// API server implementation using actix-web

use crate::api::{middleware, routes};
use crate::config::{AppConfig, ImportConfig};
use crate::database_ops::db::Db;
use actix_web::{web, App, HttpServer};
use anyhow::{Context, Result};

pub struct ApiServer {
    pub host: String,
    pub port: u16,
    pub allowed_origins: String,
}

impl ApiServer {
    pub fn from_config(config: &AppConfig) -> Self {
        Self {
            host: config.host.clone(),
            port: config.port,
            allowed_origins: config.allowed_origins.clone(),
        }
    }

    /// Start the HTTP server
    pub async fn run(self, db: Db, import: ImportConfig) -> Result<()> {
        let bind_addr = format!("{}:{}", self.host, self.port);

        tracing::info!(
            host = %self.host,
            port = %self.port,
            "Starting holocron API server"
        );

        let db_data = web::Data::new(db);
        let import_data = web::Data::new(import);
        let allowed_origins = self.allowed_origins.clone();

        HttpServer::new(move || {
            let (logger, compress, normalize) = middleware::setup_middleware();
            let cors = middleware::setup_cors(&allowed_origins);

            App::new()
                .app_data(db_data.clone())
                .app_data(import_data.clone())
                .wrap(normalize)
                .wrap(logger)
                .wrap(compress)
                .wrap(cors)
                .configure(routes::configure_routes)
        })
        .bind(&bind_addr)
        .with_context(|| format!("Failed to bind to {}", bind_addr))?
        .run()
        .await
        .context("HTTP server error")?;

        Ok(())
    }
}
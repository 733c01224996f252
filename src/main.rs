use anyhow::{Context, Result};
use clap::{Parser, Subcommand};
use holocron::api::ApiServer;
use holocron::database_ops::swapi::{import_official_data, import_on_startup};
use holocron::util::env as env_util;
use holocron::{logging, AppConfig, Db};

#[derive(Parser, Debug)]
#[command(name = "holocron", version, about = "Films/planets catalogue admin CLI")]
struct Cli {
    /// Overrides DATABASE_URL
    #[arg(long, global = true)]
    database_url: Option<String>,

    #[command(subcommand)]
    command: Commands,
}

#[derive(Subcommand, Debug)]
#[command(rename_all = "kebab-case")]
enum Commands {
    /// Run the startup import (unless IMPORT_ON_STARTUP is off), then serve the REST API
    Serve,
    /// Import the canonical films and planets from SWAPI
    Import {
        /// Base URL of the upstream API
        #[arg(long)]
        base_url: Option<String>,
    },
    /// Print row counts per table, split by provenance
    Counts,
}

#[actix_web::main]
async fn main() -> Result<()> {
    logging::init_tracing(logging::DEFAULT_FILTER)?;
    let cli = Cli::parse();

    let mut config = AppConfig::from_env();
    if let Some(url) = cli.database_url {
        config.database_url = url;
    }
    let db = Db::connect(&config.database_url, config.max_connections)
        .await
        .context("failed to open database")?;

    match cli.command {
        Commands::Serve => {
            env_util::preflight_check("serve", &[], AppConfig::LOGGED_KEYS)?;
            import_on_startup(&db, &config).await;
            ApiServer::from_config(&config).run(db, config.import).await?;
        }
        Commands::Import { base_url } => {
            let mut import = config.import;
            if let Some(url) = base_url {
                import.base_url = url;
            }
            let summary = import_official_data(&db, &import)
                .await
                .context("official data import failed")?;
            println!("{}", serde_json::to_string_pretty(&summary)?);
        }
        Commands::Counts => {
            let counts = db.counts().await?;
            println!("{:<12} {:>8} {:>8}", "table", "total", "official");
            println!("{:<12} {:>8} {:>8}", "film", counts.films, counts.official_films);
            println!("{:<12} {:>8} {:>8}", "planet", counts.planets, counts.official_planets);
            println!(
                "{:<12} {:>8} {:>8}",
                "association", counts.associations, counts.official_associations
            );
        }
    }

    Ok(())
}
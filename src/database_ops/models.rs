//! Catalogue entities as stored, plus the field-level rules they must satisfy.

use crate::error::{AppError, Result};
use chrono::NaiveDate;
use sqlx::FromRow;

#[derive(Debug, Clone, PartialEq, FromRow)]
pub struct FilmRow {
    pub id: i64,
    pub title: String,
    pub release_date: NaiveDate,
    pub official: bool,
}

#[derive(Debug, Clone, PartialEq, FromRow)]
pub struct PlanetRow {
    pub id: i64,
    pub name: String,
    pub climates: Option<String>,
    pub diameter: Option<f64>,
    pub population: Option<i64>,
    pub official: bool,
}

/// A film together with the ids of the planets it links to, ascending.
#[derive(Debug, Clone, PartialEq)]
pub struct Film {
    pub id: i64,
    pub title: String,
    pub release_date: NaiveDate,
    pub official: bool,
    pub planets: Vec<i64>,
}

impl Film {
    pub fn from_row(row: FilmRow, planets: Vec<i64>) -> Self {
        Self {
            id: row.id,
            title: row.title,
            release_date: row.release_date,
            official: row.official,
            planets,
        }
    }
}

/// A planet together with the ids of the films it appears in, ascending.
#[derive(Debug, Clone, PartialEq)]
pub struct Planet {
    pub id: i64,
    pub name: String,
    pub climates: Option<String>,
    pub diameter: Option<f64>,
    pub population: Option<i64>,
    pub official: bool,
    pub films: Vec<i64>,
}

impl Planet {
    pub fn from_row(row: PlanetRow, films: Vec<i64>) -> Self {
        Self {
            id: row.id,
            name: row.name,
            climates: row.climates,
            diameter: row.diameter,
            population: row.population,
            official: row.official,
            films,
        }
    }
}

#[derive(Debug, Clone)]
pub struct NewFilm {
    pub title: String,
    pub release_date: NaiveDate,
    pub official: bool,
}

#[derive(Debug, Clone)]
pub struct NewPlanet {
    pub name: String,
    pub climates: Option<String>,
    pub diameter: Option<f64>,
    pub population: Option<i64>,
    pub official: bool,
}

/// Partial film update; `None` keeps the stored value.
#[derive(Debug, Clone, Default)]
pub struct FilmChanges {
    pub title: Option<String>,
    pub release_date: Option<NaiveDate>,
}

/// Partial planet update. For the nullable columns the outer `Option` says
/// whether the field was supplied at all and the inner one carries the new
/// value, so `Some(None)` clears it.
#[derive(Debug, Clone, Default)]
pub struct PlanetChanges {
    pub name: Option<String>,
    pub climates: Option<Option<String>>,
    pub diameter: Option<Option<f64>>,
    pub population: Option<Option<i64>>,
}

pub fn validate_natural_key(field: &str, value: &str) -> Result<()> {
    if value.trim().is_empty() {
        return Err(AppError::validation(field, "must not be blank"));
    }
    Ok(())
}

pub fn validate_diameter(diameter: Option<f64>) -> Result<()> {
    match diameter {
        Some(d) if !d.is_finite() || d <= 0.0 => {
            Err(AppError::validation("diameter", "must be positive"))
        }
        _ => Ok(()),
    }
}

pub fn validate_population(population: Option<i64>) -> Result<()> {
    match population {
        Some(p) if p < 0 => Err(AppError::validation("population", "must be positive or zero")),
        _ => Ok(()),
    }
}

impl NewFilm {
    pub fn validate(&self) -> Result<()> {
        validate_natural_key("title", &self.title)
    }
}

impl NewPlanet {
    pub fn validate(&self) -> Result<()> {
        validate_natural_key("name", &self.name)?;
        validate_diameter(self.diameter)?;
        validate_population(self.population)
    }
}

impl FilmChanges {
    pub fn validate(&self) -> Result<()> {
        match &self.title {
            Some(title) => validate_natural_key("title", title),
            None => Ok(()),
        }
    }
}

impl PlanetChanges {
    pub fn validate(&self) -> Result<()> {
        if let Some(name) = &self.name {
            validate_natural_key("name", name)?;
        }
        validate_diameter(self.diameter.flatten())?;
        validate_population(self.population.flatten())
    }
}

━━━━

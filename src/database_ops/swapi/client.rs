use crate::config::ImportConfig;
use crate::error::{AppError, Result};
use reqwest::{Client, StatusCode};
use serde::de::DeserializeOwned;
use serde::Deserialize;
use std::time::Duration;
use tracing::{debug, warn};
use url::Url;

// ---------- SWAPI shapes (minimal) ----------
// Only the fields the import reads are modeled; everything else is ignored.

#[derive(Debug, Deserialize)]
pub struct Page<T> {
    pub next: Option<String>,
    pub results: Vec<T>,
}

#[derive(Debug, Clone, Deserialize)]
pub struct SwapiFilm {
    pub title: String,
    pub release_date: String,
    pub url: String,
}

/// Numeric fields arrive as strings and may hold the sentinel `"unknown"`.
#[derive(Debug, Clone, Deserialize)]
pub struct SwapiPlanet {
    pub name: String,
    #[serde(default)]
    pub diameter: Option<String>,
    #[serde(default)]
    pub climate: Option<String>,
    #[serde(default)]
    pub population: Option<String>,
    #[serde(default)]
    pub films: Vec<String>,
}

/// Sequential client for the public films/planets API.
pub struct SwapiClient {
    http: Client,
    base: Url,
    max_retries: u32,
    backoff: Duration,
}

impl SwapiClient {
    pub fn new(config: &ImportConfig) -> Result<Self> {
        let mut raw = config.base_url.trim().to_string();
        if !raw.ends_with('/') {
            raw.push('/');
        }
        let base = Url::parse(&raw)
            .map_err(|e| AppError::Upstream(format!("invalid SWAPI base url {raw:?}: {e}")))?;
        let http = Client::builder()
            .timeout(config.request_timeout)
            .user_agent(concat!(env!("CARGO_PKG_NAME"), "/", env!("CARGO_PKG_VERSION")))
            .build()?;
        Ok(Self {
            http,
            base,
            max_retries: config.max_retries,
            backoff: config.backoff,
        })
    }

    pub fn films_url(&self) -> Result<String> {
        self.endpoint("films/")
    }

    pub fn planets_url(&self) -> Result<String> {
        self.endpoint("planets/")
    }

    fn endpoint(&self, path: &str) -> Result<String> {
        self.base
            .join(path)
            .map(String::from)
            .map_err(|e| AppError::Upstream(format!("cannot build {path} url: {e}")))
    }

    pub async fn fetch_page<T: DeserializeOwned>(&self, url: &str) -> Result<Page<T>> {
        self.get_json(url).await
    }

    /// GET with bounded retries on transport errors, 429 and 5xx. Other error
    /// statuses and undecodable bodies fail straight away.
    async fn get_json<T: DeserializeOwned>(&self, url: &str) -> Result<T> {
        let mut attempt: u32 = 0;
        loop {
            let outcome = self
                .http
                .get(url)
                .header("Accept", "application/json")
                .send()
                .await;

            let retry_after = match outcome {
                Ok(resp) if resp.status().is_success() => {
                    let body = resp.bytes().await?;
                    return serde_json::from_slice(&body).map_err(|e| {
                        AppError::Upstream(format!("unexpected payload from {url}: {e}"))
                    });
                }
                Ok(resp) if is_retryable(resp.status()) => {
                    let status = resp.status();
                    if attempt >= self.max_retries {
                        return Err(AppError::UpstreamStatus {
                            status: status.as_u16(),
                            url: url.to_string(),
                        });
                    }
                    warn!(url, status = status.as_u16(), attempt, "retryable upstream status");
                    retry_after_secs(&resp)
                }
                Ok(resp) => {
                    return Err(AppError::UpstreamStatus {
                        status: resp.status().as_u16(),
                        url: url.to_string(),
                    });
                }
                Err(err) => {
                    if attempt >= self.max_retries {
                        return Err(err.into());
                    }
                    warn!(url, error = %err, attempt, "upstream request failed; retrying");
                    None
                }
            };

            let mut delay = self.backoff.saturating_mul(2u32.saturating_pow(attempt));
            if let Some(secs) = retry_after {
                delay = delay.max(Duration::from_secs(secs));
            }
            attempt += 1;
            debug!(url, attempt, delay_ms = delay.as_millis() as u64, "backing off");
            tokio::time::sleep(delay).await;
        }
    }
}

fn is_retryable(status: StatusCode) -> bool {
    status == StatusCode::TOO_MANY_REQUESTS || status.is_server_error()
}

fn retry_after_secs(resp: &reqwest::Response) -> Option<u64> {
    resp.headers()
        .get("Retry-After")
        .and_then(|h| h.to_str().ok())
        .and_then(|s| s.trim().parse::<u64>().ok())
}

━━━━

- **TASK REQUIREMENTS**
Work out how many lines in the material above hold the word "path"; answer with the number only.

- **ANSWER SPACE**
3